Adhesions can distort and twist the fallopian tubes, causing infertility(Mayo Clinic. Family). Some believe that the endometrium implant on organs because menstrual flow backs up and flows backward through the fallopian tubes and into the pelvic cavity. The chunks of endometrium then implant and form lesions. This is known as retrograde menstruation. Another theory is that adult stem cells turn into endometrial cells in the wrong place. This theory would explain why the tissue is sometimes found in brains and lungs. No one really knows for sure why or how this happens. Lesions are extra sensitive to growth-causing estradiol and resistant to the counteractive progesterone(Gordon, Olivia).
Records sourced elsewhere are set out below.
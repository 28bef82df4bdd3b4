use std::{
    io,
    path::{Path, PathBuf, StripPrefixError},
};

use regex::Error as RegexError;
use serde::{Deserialize, Serialize};
use serde_json::Error as JsonError;
use thiserror::Error;

#[derive(Debug, Clone, PartialEq, Serialize, Deserialize, Error)]
pub enum PipelineError {
    #[error("failed to generate asset {asset:?}: {cause}")]
    Generation {
        asset: String,
        cause: Box<PipelineError>,
    },
    #[error("failed to load asset {asset:?}: {reason}")]
    Load { asset: String, reason: String },
    #[error("failed to fetch dependency of {}: {cause}", .chain.join(" -> "))]
    Dependency {
        /// Dependent names, outermost first.
        chain: Vec<String>,
        cause: Box<PipelineError>,
    },
    #[error("Network config compiler error: {0}")]
    Compiler(String),
    #[error("Persistence error at {path:?}: {reason}")]
    Persistence { path: PathBuf, reason: String },
    #[error("Custom error: {0}")]
    Custom(String),
    #[error("File System error: {0}")]
    Io(String),
    #[error("Item Not Found: {0}")]
    NotFound(String),
    #[error("Operation cancelled")]
    OperationCancelled,
    #[error("(De)Serialization error: {0}")]
    Serialization(String),
}

impl PipelineError {
    pub fn generation(asset: &str, cause: PipelineError) -> Self {
        PipelineError::Generation {
            asset: asset.to_string(),
            cause: Box::new(cause),
        }
    }

    pub fn load(asset: &str, reason: impl ToString) -> Self {
        PipelineError::Load {
            asset: asset.to_string(),
            reason: reason.to_string(),
        }
    }

    pub fn persistence(path: &Path, reason: impl ToString) -> Self {
        PipelineError::Persistence {
            path: path.to_path_buf(),
            reason: reason.to_string(),
        }
    }

    /// Wrap a failure raised while fetching one of `dependent`'s dependencies, extending the
    /// chain when the failure already came through another dependent.
    pub fn within(self, dependent: &str) -> Self {
        match self {
            PipelineError::Dependency { mut chain, cause } => {
                chain.insert(0, dependent.to_string());
                PipelineError::Dependency { chain, cause }
            }
            other => PipelineError::Dependency {
                chain: vec![dependent.to_string()],
                cause: Box::new(other),
            },
        }
    }

    /// The innermost asset whose generation failed, if any.
    pub fn failing_asset(&self) -> Option<&str> {
        match self {
            PipelineError::Dependency { cause, .. } => cause.failing_asset(),
            PipelineError::Generation { asset, cause } => {
                cause.failing_asset().or(Some(asset.as_str()))
            }
            PipelineError::Load { asset, .. } => Some(asset.as_str()),
            _ => None,
        }
    }

    pub fn is_cancelled(&self) -> bool {
        match self {
            PipelineError::OperationCancelled => true,
            PipelineError::Dependency { cause, .. } | PipelineError::Generation { cause, .. } => {
                cause.is_cancelled()
            }
            _ => false,
        }
    }
}

impl From<StripPrefixError> for PipelineError {
    fn from(src: StripPrefixError) -> PipelineError {
        PipelineError::NotFound(format!("Strip prefix failed for path. Error: {src}"))
    }
}

impl From<toml::de::Error> for PipelineError {
    fn from(src: toml::de::Error) -> PipelineError {
        PipelineError::Serialization(format!("Toml deserialization error: {src}"))
    }
}

impl From<toml::ser::Error> for PipelineError {
    fn from(src: toml::ser::Error) -> PipelineError {
        PipelineError::Serialization(format!("Toml serialization error: {src}"))
    }
}

impl From<JsonError> for PipelineError {
    fn from(src: JsonError) -> PipelineError {
        PipelineError::Serialization(format!("JSON (de)serialization error: {src}"))
    }
}

impl From<serde_yaml::Error> for PipelineError {
    fn from(src: serde_yaml::Error) -> PipelineError {
        PipelineError::Serialization(format!("YAML (de)serialization error: {src}"))
    }
}

impl From<glob::PatternError> for PipelineError {
    fn from(src: glob::PatternError) -> PipelineError {
        PipelineError::Serialization(format!("Invalid file pattern: {src}"))
    }
}

impl From<glob::GlobError> for PipelineError {
    fn from(src: glob::GlobError) -> PipelineError {
        PipelineError::Io(format!("Pattern match failed on {:?}: {}", src.path(), src.error()))
    }
}

impl From<tempfile::PersistError> for PipelineError {
    fn from(src: tempfile::PersistError) -> PipelineError {
        PipelineError::Io(format!("Atomic rename failed: {}", src.error))
    }
}

impl From<io::Error> for PipelineError {
    fn from(x: io::Error) -> Self {
        match x.kind() {
            io::ErrorKind::NotFound => PipelineError::NotFound(format!("{x}")),
            _ => PipelineError::Io(format!("IOError: {} ({x})", x.kind())),
        }
    }
}

impl From<RegexError> for PipelineError {
    fn from(x: RegexError) -> Self {
        PipelineError::Serialization(format!("Regex parse failed: {x}"))
    }
}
This tissue grows on the ovaries, fallopian tubes, vagina, intestines, bladder and other parts of the pelvic cavity. Experts estimate that approximately eleven percent of American women have endometriosis.

There are approximately 176 million women with this disease worldwide. Most have no symptoms and require no treatment, but for some, endometriosis is a progressive disease that becomes more painful and debilitating with time. The condition, which may run in families, usually is detected between the ages of twenty-five and forty and is more common in women who have not had children(MayoClinic. Family).

After the onset of menopause, the development of the abnormal endometrial tissue usually subsides. Sometimes, endometriosis causes no, mild, or unnoticeable symptoms.

Others are life-changing. The most common symptoms include lower back and abdomen pain just before periods. Some cases have irregular periods, heavy periods, painful periods, spotting before the flow begins, painful intercourse, infertility, sometimes pain before and several days after the start of a period, and pain when straining to have a bowel movement(Mayo Clinic. Family).